GIVEN RECORDS -
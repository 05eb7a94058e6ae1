// Copyright 2026 The Chatbridge Project
// SPDX-License-Identifier: Apache-2.0

// Raw YAML deserialization types (internal).
// Separate from the public Config structs: the public types hold compiled
// regexes and resolved environment variables, neither of which come straight
// out of serde_yaml.

use serde::Deserialize;

#[derive(Debug, Deserialize)]
pub struct RawConfig {
    pub chatbridge: String,
    pub server: Option<RawServerConfig>,
    pub upstream: RawUpstreamConfig,
    pub models: Option<RawModelsConfig>,
    pub rate_limit: Option<RawRateLimitConfig>,
    pub sanitizer: Option<RawSanitizerConfig>,
    pub environment: Option<String>,
}

#[derive(Debug, Deserialize)]
pub struct RawServerConfig {
    pub host: Option<String>,
    pub port: Option<u16>,
    pub api_master_key: Option<String>,
}

#[derive(Debug, Deserialize)]
pub struct RawUpstreamConfig {
    pub base_url: Option<String>,
    pub cookie: Option<String>,
    pub space_id: Option<String>,
    pub user_id: Option<String>,
    pub user_name: Option<String>,
    pub user_email: Option<String>,
    pub block_id: Option<String>,
    pub client_version: Option<String>,
    pub timezone: Option<String>,
    pub request_timeout_secs: Option<u64>,
    pub stream_read_timeout_secs: Option<u64>,
    pub thread_timeout_secs: Option<u64>,
}

#[derive(Debug, Deserialize)]
pub struct RawModelsConfig {
    pub default: Option<String>,
    #[serde(default)]
    pub available: Vec<RawModelEntry>,
    pub owned_by: Option<String>,
}

#[derive(Debug, Deserialize)]
pub struct RawModelEntry {
    pub name: String,
    pub backend: String,
}

#[derive(Debug, Deserialize)]
pub struct RawRateLimitConfig {
    #[serde(default = "default_true")]
    pub enabled: bool,
    pub requests_per_minute: Option<u32>,
}

#[derive(Debug, Deserialize)]
pub struct RawSanitizerConfig {
    /// If false, skip embedding the default leak-phrase catalogue. Default: true.
    pub use_default_leak_patterns: Option<bool>,
    #[serde(default)]
    pub leak_patterns: Vec<String>,
}

fn default_true() -> bool {
    true
}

WHAT THE TASK REQUIRES -
Your task is to copy every line of the entries that contains the string "RawRateLimitConfig".

YOUR RESPONSE -
    pub rate_limit: Option<RawRateLimitConfig>,
pub struct RawRateLimitConfig {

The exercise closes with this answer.